Reverse transcription-quantitative PCR (RT-qPCR)

Total RNA was extracted from ccRCC cells using TRIzol® reagent (Thermo Fisher Scientific, Inc.) and complementary DNA was synthesized from RNA using the PrimeScript RT reagent kit (Takara Bio, Inc.). The following temperature protocol was used for reverse transcription: 37˚C for 50 min followed by 70˚C for 15 min. Subsequently, qPCR was performed using the Kapa SYBR® FAST qPCR Master Mix (Takara Bio, Inc.) and was analyzed using the MyGo PCR detection system (IT-IS Life Science Ltd.). The thermocycling conditions were: 10 min initial denaturation at 94˚C, 15 sec denaturation at 94˚C and 30 sec of annealing at 55˚C (40 cycles) and final extension for 1 min at 72˚C. The mRNA expression levels of AKIP1, VEGFA, VEGFR2 and Rac1 were quantified using the 2-∆∆Cq method (15) and were normalized to the internal reference gene GAPDH. The primer sequences used in the present study are as follows: AKIP1 forward, 5'-AGAACATCTCTAAGGACCTCTACAT-3' and reverse, 5'-TCCAGAATCAACTGCTACCACAT-3'; VEGFA forward, 5'-GGGCAGAATCATCACGAAGT-3' and reverse, 5'-TGGTGATGTTGGACTCCTCA-3'; VEGFR2 forward, 5'-CTCTTGGCCGTGGTGCCTTTG-3' and reverse, 5'-GTGTGTTGCTCCTTCTTTCAAC-3'; Rac1 forward, 5'-AAAATGTCCGTGCAAAGTGGT-3' and reverse, 5'-CTCGATCGTGTCTTTATCATCCC-3'; GAPDH forward, 5'-AATGGACAACTGGTCGTGGAC-3' and reverse, 5'-CCCTCCAGGGGATCTGTTTG-3'.

Western blotting

Total protein in ccRCC cells was extracted using RIPA buffer (Beyotime Institute of Biotechnology) and the protein concentration was determined using a BCA Protein Assay Kit (Thermo Fisher Scientific, Inc.). Total protein (40 µg total protein/lane) was separated using 10% SDS-PAGE. Separated protein was transferred to a PVDF membrane (MilliporeSigma). Subsequently membranes were blocked with 5% non-fat milk for 1 h at room temperature and were then incubated with primary antibodies overnight at 4˚C. The primary antibodies used were as follows: Anti-AKIP1 (1:1,000; cat. no. ab135996; Abcam), anti-Ki67 (1:5,000; cat. no. ab92742; Abcam), anti-proliferating cell nuclear antigen (PCNA; 1:5,000; ab92552; Abcam), anti-MMP2 (1:5,000; ab92536; Abcam), anti-MMP9 (1:5,000; ab76003; Abcam), anti-VEGFA (1:1,000; ab214424; Abcam), anti-VEGFR2 (1:5,000; ab134191; Abcam), anti-Rac1 (1:1,000; ab155938; Abcam), anti-p-ERK (1:1,000; ab201015; Abcam), anti-ERK (1:10,000; ab184699; Abcam), anti-c-Myc (1:1,000; ab32072; Abcam) and anti-GAPDH (1:2,500; ab9485; Abcam). Membranes were then washed in TBS with 0.1% Tween-20 three times. Following the primary incubation membranes were incubated with the HRP-conjugated secondary antibody (1:2,000; cat. no. ab6721; Abcam) at room temperature for 1 h. The blots were visualized using ECL reagent (Pierce; Thermo Fisher Scientific, Inc.) and the band intensity was semi-quantified using ImageJ 1.51 software (National Institutes of Health).

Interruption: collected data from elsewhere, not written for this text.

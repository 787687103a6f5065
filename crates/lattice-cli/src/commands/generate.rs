use super::{format_parameters, indent, load_job, load_renderer};
use crate::cli::GenerateArgs;
use crate::config::{self, AppConfig, FlagOverrides};
use crate::error::{CliError, Result};
use crate::utils::{progress::CliProgressHandler, prompt};
use latticegen::core::models::job::CustomLatticeJob;
use latticegen::engine::config::is_valid_dir_name;
use latticegen::engine::parametric::{generate_parameter_sets, sweep_info};
use latticegen::engine::progress::ProgressReporter;
use latticegen::engine::render::PlaceholderRenderer;
use latticegen::workflows::generate::{StudySummary, generate_job, generate_study};
use std::io;
use tracing::{info, warn};

impl GenerateArgs {
    fn flag_overrides(&self) -> FlagOverrides {
        FlagOverrides {
            output_base_dir: self.output.clone(),
            run_id: self.run_id.clone(),
            template_dir: self.template_dir.clone(),
            no_validate: self.no_validate,
            strict: self.strict,
            num_cores: self.num_cores,
            solver_command: self.solver_command.clone(),
        }
    }
}

pub fn run(args: GenerateArgs) -> Result<()> {
    info!("Merging configuration from file and CLI arguments...");
    let app = config::build_config(&args.config, &args.flag_overrides())?;

    let job = load_job(&args.input)?;
    let renderer = load_renderer(app.template_dir.as_deref())?;

    if !app.core_config.validation.enabled {
        warn!("Geometry validation is disabled; invalid geometries will be generated.");
    }

    let progress_handler = CliProgressHandler::new();
    let reporter = ProgressReporter::with_callback(progress_handler.get_callback());

    if args.single {
        run_single(&job, args.job_id, &app, &renderer, &reporter)
    } else {
        run_batch(&job, args.yes, &app, &renderer, &reporter)
    }
}

fn run_single(
    job: &CustomLatticeJob,
    job_id: Option<String>,
    app: &AppConfig,
    renderer: &PlaceholderRenderer,
    reporter: &ProgressReporter,
) -> Result<()> {
    let mut params = generate_parameter_sets(job)
        .into_iter()
        .next()
        .ok_or_else(|| CliError::Validation("the job expands to no parameter sets".to_string()))?;
    if let Some(job_id) = job_id {
        params.job_id = validate_job_id(job_id)?;
    }

    println!("Generating single job '{}'...", params.job_id);
    let artifacts = generate_job(job, &params, &app.core_config, renderer, reporter)?;

    println!(
        "✓ Job '{}' written to: {}",
        artifacts.job_id,
        artifacts.job_dir.display()
    );
    println!("  Source:   {}", artifacts.source_file.display());
    println!("  Script:   {}", artifacts.script_file.display());
    println!("  Metadata: {}", artifacts.metadata_file.display());
    for warning in &artifacts.warnings {
        println!("  ⚠ {}", warning);
    }
    Ok(())
}

fn validate_job_id(job_id: String) -> Result<String> {
    if is_valid_dir_name(&job_id) {
        Ok(job_id)
    } else {
        Err(CliError::Argument(format!(
            "'{}' is not a valid job id",
            job_id
        )))
    }
}

fn run_batch(
    job: &CustomLatticeJob,
    skip_confirmation: bool,
    app: &AppConfig,
    renderer: &PlaceholderRenderer,
    reporter: &ProgressReporter,
) -> Result<()> {
    let total_jobs = sweep_info(job).total_jobs;
    if total_jobs > app.confirm_threshold && !skip_confirmation {
        let question = format!(
            "This study expands to {} jobs in {}. Continue?",
            total_jobs,
            app.core_config.output.base_dir.display()
        );
        let confirmed = prompt::confirm(&question, &mut io::stdin().lock(), &mut io::stdout())?;
        if !confirmed {
            println!("Aborted; no jobs were generated.");
            return Ok(());
        }
    }

    println!("Generating {} job(s) for '{}'...", total_jobs, job.job.name);
    let summary = generate_study(job, &app.core_config, renderer, reporter)?;
    print_summary(&summary);

    if summary.generated_count() == 0 && summary.total_jobs > 0 {
        return Err(CliError::Validation(format!(
            "all {} job(s) were skipped",
            summary.total_jobs
        )));
    }
    Ok(())
}

fn print_summary(summary: &StudySummary) {
    println!(
        "✓ Run '{}' written to: {}",
        summary.run_id,
        summary.run_dir.display()
    );
    println!(
        "  Generated: {}/{}",
        summary.generated_count(),
        summary.total_jobs
    );
    println!("  Skipped:   {}", summary.skipped_count());
    for skipped in &summary.skipped {
        println!(
            "  ✗ {} [{}] ({})",
            skipped.job_id,
            skipped.stage,
            format_parameters(&skipped.parameters)
        );
        println!("{}", indent(&skipped.error, "      "));
    }
    println!("  Metadata:  {}", summary.metadata_file.display());
}
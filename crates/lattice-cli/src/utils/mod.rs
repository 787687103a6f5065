pub mod parser;
pub mod progress;
pub mod prompt;
use super::{format_parameters, indent, load_job};
use crate::cli::ValidateArgs;
use crate::config::{self, FlagOverrides};
use crate::error::{CliError, Result};
use latticegen::engine::validation::GeometryValidator;
use latticegen::workflows::validate::{JobCheck, validate_study};
use tracing::info;

pub fn run(args: ValidateArgs) -> Result<()> {
    let flags = FlagOverrides {
        strict: args.strict,
        ..Default::default()
    };
    let app = config::build_config(&args.config, &flags)?;
    let settings = &app.core_config.validation;

    let job = load_job(&args.input)?;
    println!("✓ Schema valid: {}", args.input.display());

    let base_report =
        GeometryValidator::new(settings.tolerance, settings.thickness_margin).validate(&job.geometry);
    println!(
        "Base geometry ({} spheres, {} beams):",
        job.geometry.spheres.len(),
        job.geometry.beams.len()
    );
    println!("{}", indent(&base_report.summary(), "  "));

    info!("Validating every parameter set of the expansion...");
    let checks = validate_study(&job, &app.core_config)?;
    let invalid: Vec<&JobCheck> = checks.iter().filter(|c| !c.report.is_valid()).collect();
    println!(
        "Parameter sets: {} checked, {} valid, {} invalid",
        checks.len(),
        checks.len() - invalid.len(),
        invalid.len()
    );
    for check in &invalid {
        println!(
            "  ✗ {} ({})",
            check.job_id,
            format_parameters(&check.parameters)
        );
        println!("{}", indent(&check.report.summary(), "      "));
    }

    if !base_report.is_valid() {
        return Err(CliError::Validation(
            "the base geometry has errors".to_string(),
        ));
    }
    if !invalid.is_empty() {
        return Err(CliError::Validation(format!(
            "{} of {} parameter set(s) failed geometry validation",
            invalid.len(),
            checks.len()
        )));
    }
    Ok(())
}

Cell Counting Kit-8 (CCK-8) assay

Following transfection, ccRCC cells were seeded into 96-well plates at a density of 2x103 cells/well and were incubated for 24, 48 and 72 h at 37˚C. A total of 10 µl CCK-8 solution (Dojindo Molecular Technologies, Inc.) was added to each well for 2 h at 37˚C. The optical density at 450 nm was assessed using a microplate reader.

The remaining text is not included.